How to complete this task. Report each line below that carries the word "content".

Source data.

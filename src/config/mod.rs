pub mod paths;
pub mod settings;

use std::io::Write;
use std::path::Path;

pub use settings::{BridgeConfig, ConnectionConfig, DownloadConfig, PoolConfig, UploadConfig};

/// Write `content` to a sibling temp file, sync it, then rename over `path`.
///
/// Readers see either the old file or the complete new one.
pub fn write_atomic(path: &Path, content: &str) -> std::io::Result<()> {
    let file_name = path
        .file_name()
        .map(|n| n.to_string_lossy().into_owned())
        .unwrap_or_else(|| "state".to_string());
    let tmp = path.with_file_name(format!(".{}.tmp", file_name));

    {
        let mut file = std::fs::File::create(&tmp)?;
        file.write_all(content.as_bytes())?;
        file.sync_all()?;
    }

    std::fs::rename(&tmp, path).inspect_err(|_| {
        let _ = std::fs::remove_file(&tmp);
    })
}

Result.
/// Write `content` to a sibling temp file, sync it, then rename over `path`.
pub fn write_atomic(path: &Path, content: &str) -> std::io::Result<()> {
        file.write_all(content.as_bytes())?;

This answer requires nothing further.